Senin 12 Mar 2018 12:16 WIB

Militer Myanmar Bangun Pangkalan di Bekas Masjid Rohingya

Tentara menghancurkan empat masjid yang sebelumnya masih berdiri.

Rep: Fuji E Permana/ Red: Ani Nursalikah
Asap  dari rumah yang terbakar di desa Gawdu Zara, negara bagian Rakhine utara, Myanmar Kamis, (7/9). Wartawan melihat api baru terbakar  yang telah ditinggalkan oleh Muslim Rohingya.
Foto: AP Photo
Asap dari rumah yang terbakar di desa Gawdu Zara, negara bagian Rakhine utara, Myanmar Kamis, (7/9). Wartawan melihat api baru terbakar yang telah ditinggalkan oleh Muslim Rohingya.

REPUBLIKA.CO.ID, RAKHINE -- Militer Myanmar membangun pangkalan atau markas militer di atas tanah bekas rumah dan masjid warga Rohingya. Hal ini disampaikan Amnesty International (organisasi Internasional independen yang mendukung HAM) setelah melihat bukti berupa foto citra satelit pada Senin (12/3).

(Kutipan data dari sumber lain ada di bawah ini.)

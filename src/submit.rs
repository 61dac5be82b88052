use std::sync::Arc;
use std::time::Duration;

use chrono::NaiveDate;
use futures::stream::{self, StreamExt};
use itertools::Itertools;
use tokio_util::sync::CancellationToken;

use crate::error::Error;
use crate::models::{DeletionResult, EntryTask, SubmissionResult, WorkDay};
use crate::observer::Observer;
use crate::remote::{RemoteError, TimeLogService};

const CANCELLED: &str = "Cancelled before submission";

#[derive(Clone, Debug)]
pub(crate) struct SubmitOptions {
    /// Submissions in flight at once.
    pub concurrency: usize,
    /// Pause after each submission before the worker picks up the next item.
    pub throttle: Duration,
    pub delete_throttle: Duration,
}

impl Default for SubmitOptions {
    fn default() -> Self {
        Self {
            concurrency: 3,
            throttle: Duration::from_millis(500),
            delete_throttle: Duration::from_millis(200),
        }
    }
}

fn failure_message(err: &RemoteError) -> String {
    format!("Error submitting entry: {err}")
}

/// Sends planned entries to the service through a small worker pool.
/// Every queued item yields exactly one result, in completion order.
pub(crate) struct Submitter {
    service: Arc<dyn TimeLogService>,
    options: SubmitOptions,
    observer: Arc<dyn Observer>,
}

impl Submitter {
    pub(crate) fn new(
        service: Arc<dyn TimeLogService>,
        options: SubmitOptions,
        observer: Arc<dyn Observer>,
    ) -> Self {
        Self {
            service,
            options,
            observer,
        }
    }

    pub(crate) async fn log_multiple_times(
        &self,
        work_days: &[WorkDay],
        cancel: &CancellationToken,
    ) -> Result<Vec<SubmissionResult>, Error> {
        if work_days.is_empty() {
            return Err(Error::NoWorkDays);
        }

        let queue = work_days
            .iter()
            .flat_map(|day| day.entries().iter().map(move |entry| (day.date(), entry)))
            .collect_vec();
        self.observer.batch_started(queue.len(), work_days.len());

        let results: Vec<SubmissionResult> = stream::iter(queue)
            .map(|(date, entry)| self.submit_one(date, entry, cancel))
            .buffer_unordered(self.options.concurrency.max(1))
            .collect()
            .await;

        if results.is_empty() {
            return Err(Error::NoResults);
        }
        let succeeded = results.iter().filter(|r| r.success).count();
        self.observer
            .batch_finished(succeeded, results.len() - succeeded);
        Ok(results)
    }

    async fn submit_one(
        &self,
        date: NaiveDate,
        item: &EntryTask,
        cancel: &CancellationToken,
    ) -> SubmissionResult {
        if item.task_id <= 0 {
            let message = format!("Invalid task ID: {}", item.task_id);
            self.observer
                .item_skipped(&format!("entry on {date}"), &message);
            return SubmissionResult::failed(item.task_id, date, message);
        }
        if cancel.is_cancelled() {
            return SubmissionResult::failed(item.task_id, date, CANCELLED.to_owned());
        }

        let entry = item.entry.clone().on(date);
        let result = match self.service.submit_time_entry(item.task_id, &entry).await {
            Ok(entry_id) => {
                let mut message = format!(
                    "Time entry submitted: {} {}",
                    date,
                    entry.time.format("%H:%M")
                );
                if let Some(id) = entry_id {
                    message.push_str(&format!(" (ID: {id})"));
                }
                SubmissionResult {
                    task_id: item.task_id,
                    date,
                    success: true,
                    message,
                    entry_id,
                }
            }
            Err(err) => SubmissionResult::failed(item.task_id, date, failure_message(&err)),
        };
        self.observer.submission_finished(&result);

        tokio::select! {
            _ = tokio::time::sleep(self.options.throttle) => {}
            _ = cancel.cancelled() => {}
        }
        result
    }

    /// Deletes entries with the same pool shape; one result per id.
    pub(crate) async fn delete_multiple(
        &self,
        entry_ids: &[i64],
        cancel: &CancellationToken,
    ) -> Vec<DeletionResult> {
        stream::iter(entry_ids.iter().copied())
            .map(|entry_id| async move {
                if cancel.is_cancelled() {
                    return DeletionResult {
                        entry_id,
                        success: false,
                        message: CANCELLED.to_owned(),
                    };
                }
                let result = match self.service.delete_time_entry(entry_id).await {
                    Ok(()) => DeletionResult {
                        entry_id,
                        success: true,
                        message: "Entry deleted".to_owned(),
                    },
                    Err(err) => DeletionResult {
                        entry_id,
                        success: false,
                        message: err.to_string(),
                    },
                };
                tokio::select! {
                    _ = tokio::time::sleep(self.options.delete_throttle) => {}
                    _ = cancel.cancelled() => {}
                }
                result
            })
            .buffer_unordered(self.options.concurrency.max(1))
            .collect()
            .await
    }
}

#[cfg(test)]
mod tests {
    use super::*;
    use crate::models::{TimeAllocation, UNASSIGNED_TASK};
    use crate::observer::LogObserver;
    use crate::testing::{date, RecordingObserver, StubService};
    use std::sync::atomic::Ordering;

    fn fast() -> SubmitOptions {
        SubmitOptions {
            throttle: Duration::ZERO,
            delete_throttle: Duration::ZERO,
            ..Default::default()
        }
    }

    fn submitter(stub: &Arc<StubService>, options: SubmitOptions) -> Submitter {
        let service: Arc<dyn TimeLogService> = stub.clone();
        Submitter::new(service, options, Arc::new(LogObserver))
    }

    fn plan(days: u32, entries_per_day: usize, task_id: i64) -> Vec<WorkDay> {
        (1..=days)
            .map(|d| {
                let mut day = WorkDay::new(date(2024, 4, d));
                for i in 0..entries_per_day {
                    day.push(task_id, TimeAllocation::new(30 + i as i64, "work"));
                }
                day
            })
            .collect()
    }

    #[tokio::test]
    async fn empty_input_is_rejected() {
        let stub = StubService::default().shared();
        let err = submitter(&stub, fast())
            .log_multiple_times(&[], &CancellationToken::new())
            .await
            .unwrap_err();
        assert!(matches!(err, Error::NoWorkDays));
    }

    #[tokio::test]
    async fn days_without_entries_produce_no_results() {
        let stub = StubService::default().shared();
        let days = vec![WorkDay::new(date(2024, 4, 1))];
        let err = submitter(&stub, fast())
            .log_multiple_times(&days, &CancellationToken::new())
            .await
            .unwrap_err();
        assert!(matches!(err, Error::NoResults));
    }

    #[tokio::test]
    async fn every_entry_gets_exactly_one_result() {
        let stub = StubService {
            failure_rate: 0.3,
            ..Default::default()
        }
        .shared();
        let days = plan(10, 4, 55);
        let results = submitter(&stub, fast())
            .log_multiple_times(&days, &CancellationToken::new())
            .await
            .unwrap();

        assert_eq!(results.len(), 40);
        assert_eq!(stub.submit_calls(), 40);
        let failed: Vec<_> = results.iter().filter(|r| !r.success).collect();
        assert!(!failed.is_empty());
        assert!(failed.len() < results.len());
        assert!(failed.iter().all(|r| !r.message.is_empty()));
        for day in &days {
            let count = results.iter().filter(|r| r.date == day.date()).count();
            assert_eq!(count, day.entries().len());
        }
    }

    #[tokio::test]
    async fn successful_results_carry_remote_id() {
        let stub = StubService::default().shared();
        let results = submitter(&stub, fast())
            .log_multiple_times(&plan(1, 1, 9), &CancellationToken::new())
            .await
            .unwrap();
        assert!(results[0].success);
        assert_eq!(results[0].entry_id, Some(1000));
        assert!(results[0].message.contains("2024-04-01 09:00"));
        assert!(results[0].message.contains("(ID: 1000)"));
    }

    #[tokio::test]
    async fn invalid_task_ids_never_reach_the_service() {
        let stub = StubService::default().shared();
        let mut days = plan(2, 1, UNASSIGNED_TASK);
        days[1].push(-4, TimeAllocation::new(30, "x"));
        let results = submitter(&stub, fast())
            .log_multiple_times(&days, &CancellationToken::new())
            .await
            .unwrap();

        assert_eq!(results.len(), 3);
        assert!(results.iter().all(|r| !r.success));
        assert!(results.iter().any(|r| r.message.contains("-4")));
        assert_eq!(stub.submit_calls(), 0);
    }

    #[tokio::test]
    async fn non_positive_minutes_fail_per_item() {
        let stub = StubService::default().shared();
        let mut day = WorkDay::new(date(2024, 4, 2));
        day.push(3, TimeAllocation::new(0, "empty"));
        day.push(3, TimeAllocation::new(15, "ok"));
        let results = submitter(&stub, fast())
            .log_multiple_times(&[day], &CancellationToken::new())
            .await
            .unwrap();
        assert_eq!(results.len(), 2);
        let failed = results.iter().find(|r| !r.success).unwrap();
        assert!(failed.message.contains("greater than zero"));
    }

    #[tokio::test]
    async fn concurrency_is_bounded() {
        let stub = StubService {
            delay: Duration::from_millis(20),
            ..Default::default()
        }
        .shared();
        submitter(&stub, fast())
            .log_multiple_times(&plan(4, 3, 1), &CancellationToken::new())
            .await
            .unwrap();
        let max = stub.max_in_flight.load(Ordering::SeqCst);
        assert!(max <= 3, "max in flight was {max}");
        assert!(max >= 2);
    }

    #[tokio::test]
    async fn cancelled_batch_still_reports_every_item() {
        let stub = StubService::default().shared();
        let cancel = CancellationToken::new();
        cancel.cancel();
        let results = submitter(&stub, SubmitOptions::default())
            .log_multiple_times(&plan(3, 2, 1), &cancel)
            .await
            .unwrap();
        assert_eq!(results.len(), 6);
        assert!(results.iter().all(|r| r.message == CANCELLED));
        assert_eq!(stub.submit_calls(), 0);
    }

    fn paced(throttle: Duration) -> SubmitOptions {
        SubmitOptions {
            concurrency: 1,
            throttle,
            delete_throttle: throttle,
        }
    }

    #[tokio::test(start_paused = true)]
    async fn each_submission_is_followed_by_a_pause() {
        let stub = StubService::default().shared();
        let started = tokio::time::Instant::now();
        let results = submitter(&stub, paced(Duration::from_millis(50)))
            .log_multiple_times(&plan(3, 1, 1), &CancellationToken::new())
            .await
            .unwrap();
        assert_eq!(results.len(), 3);
        assert!(started.elapsed() >= Duration::from_millis(150));
    }

    #[tokio::test(start_paused = true)]
    async fn default_pacing_is_half_a_second_per_worker() {
        let stub = StubService::default().shared();
        let started = tokio::time::Instant::now();
        // Six entries over three workers: two rounds of pauses.
        submitter(&stub, SubmitOptions::default())
            .log_multiple_times(&plan(3, 2, 1), &CancellationToken::new())
            .await
            .unwrap();
        let elapsed = started.elapsed();
        assert!(elapsed >= Duration::from_millis(1000), "{elapsed:?}");
        assert!(elapsed < Duration::from_millis(1500), "{elapsed:?}");
    }

    #[tokio::test(start_paused = true)]
    async fn cancelling_during_a_pause_ends_it_early() {
        let stub = StubService::default().shared();
        let cancel = CancellationToken::new();
        let trigger = cancel.clone();
        tokio::spawn(async move {
            tokio::time::sleep(Duration::from_millis(100)).await;
            trigger.cancel();
        });

        let started = tokio::time::Instant::now();
        let results = submitter(&stub, paced(Duration::from_secs(10)))
            .log_multiple_times(&plan(2, 1, 1), &cancel)
            .await
            .unwrap();

        assert!(started.elapsed() < Duration::from_secs(10));
        assert_eq!(results.len(), 2);
        assert!(results[0].success);
        assert_eq!(results[1].message, CANCELLED);
        assert_eq!(stub.submit_calls(), 1);
    }

    #[tokio::test]
    async fn batch_summary_is_observed() {
        let stub = StubService::default().shared();
        let observer = Arc::new(RecordingObserver::default());
        let service: Arc<dyn TimeLogService> = stub.clone();
        let submitter = Submitter::new(service, fast(), observer.clone());
        let mut days = plan(1, 2, 5);
        days[0].push(0, TimeAllocation::new(10, "unassigned"));
        submitter
            .log_multiple_times(&days, &CancellationToken::new())
            .await
            .unwrap();
        let events = observer.events();
        assert_eq!(events.first().map(String::as_str), Some("batch_started:3:1"));
        assert_eq!(events.last().map(String::as_str), Some("batch:2:1"));
        assert!(events.iter().any(|e| e.starts_with("skipped:")));
    }

    #[tokio::test]
    async fn deletes_report_each_id() {
        let stub = StubService {
            failing_deletes: vec![2],
            ..Default::default()
        }
        .shared();
        let mut results = submitter(&stub, fast())
            .delete_multiple(&[1, 2, 3], &CancellationToken::new())
            .await;
        results.sort_by_key(|r| r.entry_id);
        let flags: Vec<_> = results.iter().map(|r| r.success).collect();
        assert_eq!(flags, vec![true, false, true]);
        assert!(results[1].message.contains("404"));

        let empty = submitter(&stub, fast())
            .delete_multiple(&[], &CancellationToken::new())
            .await;
        assert!(empty.is_empty());
    }
}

Laporan Amnesty International menguatkan penelitian sebelumnya. Hasil penelitian sebelumnya, sejumlah bangunan di desa tempat warga Rohingya hidup ada yang belum rusak, kemudian bangunan tersebut diratakan menggunakan buldoser.

Nampak pembangunan perumahan dan jalan berjalan cepat di daerah tersebut. Ada sekitar tiga fasilitas keamanan baru yang sedang dibangun di sana. Kasus ini, warga Rohingya yang tinggal di Myanmar diusir secara paksa, tempat tinggalnya kemudian dijadikan markas militer.

"Apa yang kita lihat di Negara Bagian Rakhine adalah perampasan tanah oleh militer," kata Direktur Respons Krisis Amnesty International, Tirana Hassan, dilansir di The Guardian, Senin (12/3).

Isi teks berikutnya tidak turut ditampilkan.